Best AI Note-Taking Tools in 2026 - 5 Compared
Five AI note-taking tools compared on features, pricing, and workflow fit - from meeting recorders to personal knowledge management and local-first vaults.

AI has reshaped note-taking in three distinct directions: automated meeting capture, intelligent personal knowledge management, and AI layers built into existing workspaces. Each direction solves a different problem. Picking the wrong tool means paying for capability you won't use while missing the feature you actually need.
TL;DR
- Granola ($14/month Business) is the best meeting notes tool - no bot joins your calls, captures system audio directly, and works across every platform
- Obsidian with AI plugins is the best choice for private, local-first note-taking - the core app is free, data stays on your machine, and the plugin ecosystem covers everything from semantic search to writing assistance
- Notion AI requires the $20/user/month Business plan but gives the most complete workspace intelligence - AI that understands your databases, linked pages, and connected apps
The five tools covered here - Granola, Notion AI, Mem.ai, Rewind AI, and Obsidian with AI plugins - span the full range: from specialized meeting capture to ambient passive recording to structured workspace AI. One of them (Rewind AI) was bought by Meta in December 2025 and the product is no longer available to new users, which matters if you're reading older recommendations.
Pricing overview
| Tool | Free tier | Paid starts at | Best for |
|---|---|---|---|
| Granola | Unlimited meetings, 14-day history | $14/user/month (Business) | Meeting notes without a bot |
| Notion AI | Trial-only AI on Free/Plus | $20/user/month (Business, AI included) | Full workspace AI in Notion |
| Mem.ai | 25 notes/month | $12/month (Pro) | AI-first PKM, auto-organization |
| Rewind AI | Bought by Meta (Dec 2025) - discontinued | N/A | - |
| Obsidian + plugins | Free (core + Smart Connections base) | $0 BYOK or $14.99/month (Copilot Plus) | Local-first, full data control |
Granola - meeting notes without the bot
Granola's core pitch is a single sentence: no bot joins your calls. Instead of a visible AI notetaker that has to be admitted to your meeting and announced to everyone on the call, Granola runs as a desktop app and captures system audio directly from your Mac or Windows machine. It works on Zoom, Google Meet, Teams, Webex, Slack Huddles, phone calls, and anything else that plays audio through your speakers - because it's capturing OS-level audio, not the meeting API.

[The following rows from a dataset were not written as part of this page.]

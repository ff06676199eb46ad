use anyhow::Result;
use axum::{response::Json, routing::get, Router};
use serde_json::json;
use std::net::SocketAddr;
use tokio::signal;
use tracing::{error, info};

use dotenvy::dotenv;
use fleet_reservations::config::environment::EnvironmentConfig;
use fleet_reservations::database;
use fleet_reservations::middleware::cors::cors_middleware;
use fleet_reservations::routes;
use fleet_reservations::state::AppState;

#[tokio::main]
async fn main() -> Result<()> {
    // Cargar variables de entorno
    dotenv().ok();

    // Configurar logging
    tracing_subscriber::fmt()
        .with_max_level(tracing::Level::DEBUG)
        .init();

    info!("🚗 Fleet Reservations - Motor de reservas de flota");
    info!("==================================================");

    // Inicializar base de datos
    let pool = match database::create_pool(None).await {
        Ok(pool) => pool,
        Err(e) => {
            error!("❌ Error conectando a la base de datos: {}", e);
            return Err(anyhow::anyhow!("Error de base de datos: {}", e));
        }
    };

    let config = EnvironmentConfig::from_env();
    let addr: SocketAddr = format!("{}:{}", config.host, config.port).parse()?;

    // Crear router de la API
    let app_state = AppState::new(pool, config);

    let app = Router::new()
        .route("/test", get(test_endpoint))
        .nest(
            "/api/reservation",
            routes::reservation_routes::create_reservation_router(),
        )
        .nest("/api/vehicle", routes::vehicle_routes::create_vehicle_router())
        .nest(
            "/api/maintenance",
            routes::maintenance_routes::create_maintenance_router(),
        )
        .nest("/api/fleet", routes::fleet_routes::create_fleet_router())
        .layer(cors_middleware())
        .with_state(app_state);

    info!("🌐 Servidor iniciando en http://{}", addr);
    info!("🔍 Endpoints disponibles:");
    info!("   GET  /test - Endpoint de prueba");
    info!("📅 Endpoints - Reservation:");
    info!("   POST /api/reservation - Crear reserva (pending)");
    info!("   GET  /api/reservation - Listar reservas");
    info!("   GET  /api/reservation/availability - Probe de disponibilidad");
    info!("   GET  /api/reservation/:id - Obtener reserva");
    info!("   POST /api/reservation/:id/transition - Transicionar estado");
    info!("   POST /api/reservation/:id/cancel - Cancelar reserva");
    info!("🚗 Endpoints - Vehicle:");
    info!("   POST /api/vehicle - Alta de vehículo");
    info!("   GET  /api/vehicle - Listar flota");
    info!("   GET  /api/vehicle/:id - Obtener vehículo");
    info!("   PUT  /api/vehicle/:id/rate - Actualizar tarifa");
    info!("   DELETE /api/vehicle/:id - Retirar/eliminar vehículo");
    info!("🔧 Endpoints - Maintenance:");
    info!("   POST /api/maintenance - Programar servicio");
    info!("   GET  /api/maintenance/:id - Obtener servicio");
    info!("   POST /api/maintenance/:id/complete - Completar servicio");
    info!("   GET  /api/maintenance/vehicle/:vehicle_id - Servicios por vehículo");
    info!("📊 Endpoints - Fleet:");
    info!("   GET  /api/fleet/snapshot - Métricas de flota");
    info!("   GET  /api/fleet/maintenance-alerts - Alertas urgentes");

    let listener = tokio::net::TcpListener::bind(addr).await?;
    axum::serve(listener, app)
        .with_graceful_shutdown(shutdown_signal())
        .await
        .map_err(|e| {
            error!("❌ Error del servidor: {}", e);
            e
        })?;

    info!("👋 Servidor terminado");
    Ok(())
}

/// Endpoint de prueba simple
async fn test_endpoint() -> Json<serde_json::Value> {
    Json(json!({
        "message": "Motor de reservas funcionando correctamente",
        "status": "ok",
        "timestamp": chrono::Utc::now().to_rfc3339(),
    }))
}

/// Señal de apagado graceful
async fn shutdown_signal() {
    let ctrl_c = async {
        signal::ctrl_c()
            .await
            .expect("failed to install Ctrl+C handler");
    };

    #[cfg(unix)]
    let terminate = async {
        signal::unix::signal(signal::unix::SignalKind::terminate())
            .expect("failed to install signal handler")
            .recv()
            .await;
    };

    #[cfg(not(unix))]
    let terminate = std::future::pending::<()>();

    tokio::select! {
        _ = ctrl_c => {
            info!("🛑 Señal Ctrl+C recibida, apagando servidor...");
        },
        _ = terminate => {
            info!("🛑 Señal de terminación recibida, apagando servidor...");
        },
    }
}
impl ReservationService {
    pub fn new(pool: PgPool, events: EventBus, lock_timeout_ms: u64) -> Self {
        Self {
            pool,
            events,
            lock_timeout_ms,
        }
    }

    /// Probe informativo de disponibilidad (sin lock). La respuesta puede
    /// quedar obsoleta en cuanto se emite; la verificación autoritativa
    /// vive en `create` y en la confirmación.
    pub async fn check_availability(
        &self,
        vehicle_id: Uuid,
        start: NaiveDate,
        end: NaiveDate,
    ) -> Result<bool, AppError> {
        if start >= end {
            return Err(AppError::Validation(format!(
                "Invalid date range: {} to {}",
                start, end
            )));
        }

        let repo = ReservationRepository::new(self.pool.clone());
        let blocking = repo.find_blocking_for_vehicle(vehicle_id).await?;
        Ok(availability::is_interval_free(&blocking, start, end, None))
    }

    /// Crear una reserva en estado pending.
    ///
    /// Valida entrada, bloquea la fila del vehículo, re-lee el conjunto
    /// bloqueante bajo el lock, calcula el precio con la tarifa vigente
    /// (que queda congelada en la reserva) e inserta. Emite un único
    /// evento `created` tras el commit.
    pub async fn create(&self, request: BookingRequest) -> Result<Reservation, AppError> {
        validate_contacts(&request)?;

        let mut tx = self.pool.begin().await?;
        reservation_repository::set_lock_timeout(&mut tx, self.lock_timeout_ms)
            .await
            .map_err(map_lock_err)?;

        let vehicle = vehicle_repository::lock_vehicle(&mut tx, request.vehicle_id)
            .await
            .map_err(map_lock_err)?
            .ok_or_else(|| AppError::NotFound("Vehicle not found".to_string()))?;

        if vehicle.status == VehicleStatus::Offline {
            return Err(AppError::Conflict(
                "Vehicle is retired and no longer accepts reservations".to_string(),
            ));
        }

        let blocking = reservation_repository::find_blocking_tx(&mut tx, request.vehicle_id)
            .await
            .map_err(map_lock_err)?;

        if !availability::is_interval_free(&blocking, request.start_date, request.end_date, None) {
            return Err(AppError::Conflict(format!(
                "Vehicle {} is not available from {} to {}",
                vehicle.license_plate, request.start_date, request.end_date
            )));
        }

        // Snapshot de la tarifa: cambios posteriores no tocan esta reserva
        let quote = pricing::price(vehicle.daily_rate, request.start_date, request.end_date)?;

        let dropoff = request
            .dropoff_location
            .unwrap_or_else(|| request.pickup_location.clone());

        let reservation = reservation_repository::insert_pending_tx(
            &mut tx,
            request.vehicle_id,
            request.customer_name,
            request.customer_email,
            request.customer_phone,
            request.start_date,
            request.end_date,
            quote.total_days,
            vehicle.daily_rate,
            quote.total_amount,
            quote.deposit_amount,
            request.pickup_location,
            dropoff,
        )
        .await
        .map_err(map_lock_err)?;

        tx.commit().await?;

        info!(
            "📝 Reserva {} creada para vehículo {} ({} - {})",
            reservation.id, reservation.vehicle_id, reservation.start_date, reservation.end_date
        );
        self.emit(ChangeKind::Created, &reservation);

        Ok(reservation)
    }

    /// Transicionar una reserva a `target` según la tabla del ciclo de vida.
    ///
    /// Al entrar a `confirmed` se re-verifica disponibilidad (otra reserva
    /// pudo confirmarse sobre el mismo intervalo desde que esta quedó
    /// pending). Si la re-verificación falla la reserva queda en pending
    /// para resolución manual, no se auto-cancela.
    pub async fn transition(
        &self,
        id: Uuid,
        target: ReservationStatus,
    ) -> Result<Reservation, AppError> {
        let mut tx = self.pool.begin().await?;
        reservation_repository::set_lock_timeout(&mut tx, self.lock_timeout_ms)
            .await
            .map_err(map_lock_err)?;

        let current = reservation_repository::lock_reservation_tx(&mut tx, id)
            .await
            .map_err(map_lock_err)?
            .ok_or_else(|| AppError::NotFound("Reservation not found".to_string()))?;

        let updated = self.apply_transition(&mut tx, current, target).await?;
        tx.commit().await?;

        self.emit(ChangeKind::Updated, &updated);
        Ok(updated)
    }

    /// Cancelar desde cualquier estado no terminal. Idempotente: cancelar
    /// una reserva ya cancelada es éxito sin efecto (y sin evento).
    pub async fn cancel(&self, id: Uuid, reason: Option<String>) -> Result<Reservation, AppError> {
        let mut tx = self.pool.begin().await?;
        reservation_repository::set_lock_timeout(&mut tx, self.lock_timeout_ms)
            .await
            .map_err(map_lock_err)?;

        let current = reservation_repository::lock_reservation_tx(&mut tx, id)
            .await
            .map_err(map_lock_err)?
            .ok_or_else(|| AppError::NotFound("Reservation not found".to_string()))?;

        if current.status == ReservationStatus::Cancelled {
            return Ok(current);
        }

        let updated = self
            .apply_transition(&mut tx, current, ReservationStatus::Cancelled)
            .await?;
        tx.commit().await?;

        info!(
            "🚫 Reserva {} cancelada{}",
            updated.id,
            reason
                .map(|r| format!(" (motivo: {})", r))
                .unwrap_or_default()
        );
        self.emit(ChangeKind::Updated, &updated);
        Ok(updated)
    }

    /// Aplicar una transición validada dentro de la transacción abierta,
    /// incluyendo los efectos colaterales sobre el estado del vehículo.
    async fn apply_transition(
        &self,
        tx: &mut Transaction<'_, Postgres>,
        current: Reservation,
        target: ReservationStatus,
    ) -> Result<Reservation, AppError> {
        if !current.status.can_transition_to(target) {
            return Err(AppError::invalid_transition(
                current.status.as_str(),
                target.as_str(),
            ));
        }

        if target == ReservationStatus::Confirmed {
            // Re-verificación bajo el lock del vehículo: una reserva
            // concurrente pudo confirmarse sobre el mismo intervalo
            vehicle_repository::lock_vehicle(tx, current.vehicle_id)
                .await
                .map_err(map_lock_err)?
                .ok_or_else(|| AppError::NotFound("Vehicle not found".to_string()))?;

            let blocking = reservation_repository::find_blocking_tx(tx, current.vehicle_id)
                .await
                .map_err(map_lock_err)?;

            if !availability::is_interval_free(
                &blocking,
                current.start_date,
                current.end_date,
                Some(current.id),
            ) {
                return Err(AppError::Conflict(format!(
                    "Interval {} - {} was confirmed for another reservation; this one stays pending",
                    current.start_date, current.end_date
                )));
            }
        }

        let updated = reservation_repository::update_status_tx(tx, current.id, target)
            .await
            .map_err(map_lock_err)?;

        match target {
            // La recogida ocurrió: el vehículo pasa a in_use
            ReservationStatus::Active => {
                vehicle_repository::set_status_tx(tx, updated.vehicle_id, VehicleStatus::InUse)
                    .await
                    .map_err(map_lock_err)?;
            }
            // Devolución o cancelación: liberar el vehículo solo si esta
            // reserva era quien lo retenía y ninguna otra activa lo toma
            ReservationStatus::Completed | ReservationStatus::Cancelled => {
                self.release_vehicle_if_free(tx, &updated).await?;
            }
            _ => {}
        }

        Ok(updated)
    }

    async fn release_vehicle_if_free(
        &self,
        tx: &mut Transaction<'_, Postgres>,
        reservation: &Reservation,
    ) -> Result<(), AppError> {
        let vehicle = vehicle_repository::lock_vehicle(tx, reservation.vehicle_id)
            .await
            .map_err(map_lock_err)?
            .ok_or_else(|| AppError::NotFound("Vehicle not found".to_string()))?;

        let other_active = reservation_repository::other_active_exists_tx(
            tx,
            reservation.vehicle_id,
            reservation.id,
        )
        .await
        .map_err(map_lock_err)?;

        // Con un servicio pendiente ya en fecha el vehículo no vuelve a
        // estar disponible: pasa a taller
        let open_due = maintenance_repository::open_due_exists_tx(
            tx,
            reservation.vehicle_id,
            Utc::now().date_naive(),
        )
        .await
        .map_err(map_lock_err)?;

        if let Some(next) = release_outcome(vehicle.status, other_active, open_due) {
            vehicle_repository::set_status_tx(tx, reservation.vehicle_id, next)
                .await
                .map_err(map_lock_err)?;
        }

        Ok(())
    }

    /// Fan-out best-effort: un fallo de serialización se loguea y listo,
    /// el cambio canónico ya fue persistido.
    fn emit(&self, kind: ChangeKind, reservation: &Reservation) {
        match serde_json::to_value(reservation) {
            Ok(record) => self.events.publish(EntityKind::Reservation, kind, record),
            Err(e) => warn!("📡 No se pudo serializar el evento de reserva: {}", e),
        }
    }
}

The notes output is genuinely good. Granola produces structured summaries with customizable templates, and the "Ask Granola" feature lets you query across all your meeting history in natural language. The free plan covers unlimited meetings with 10+ language support and AI chat, but meeting history is capped at 14 days - older meetings become inaccessible without a paid plan.
The Business tier at $14/user/month adds unlimited meeting history, integrations with Notion, Slack, HubSpot, Attio, and Affinity, MCP server support for connecting AI workflows, and personal API access. The Enterprise tier at $35/user/month adds SSO and org-wide admin controls.
Granola raised a $125 million Series C in March 2026 at a $1.5 billion valuation, co-led by Index Ventures and Kleiner Perkins. Total funding now passes $190 million. Enterprise customers include Vanta, Gusto, Asana, and Mistral AI - the kind of companies that tested meeting note tools internally and decided to buy instead of build.
Meeting AI tools like Granola capture audio without joining calls as a visible participant - a meaningful privacy distinction for client-facing teams.
Source: unsplash.com
The Windows support, added in January 2026, removed the primary platform limitation. The tool still lacks a mobile app, which matters if you record calls from your phone.
What it does well: The no-bot approach is a genuine privacy and professionalism advantage for client calls, sales meetings, and executive conversations. Cross-meeting search is useful once you've built up a history.
Limitations: 14-day history cap on free is tight for anyone who wants to reference notes from more than two weeks ago. No mobile client.
Notion AI - workspace intelligence at the Business tier
Notion changed its AI pricing model in May 2025. AI features are no longer a standalone add-on - they're bundled into the Business plan at $20/user/month. Users on the Free and Plus tiers get trial-only AI access with a hard cap on responses. This means the actual Notion AI experience requires a team subscription commitment.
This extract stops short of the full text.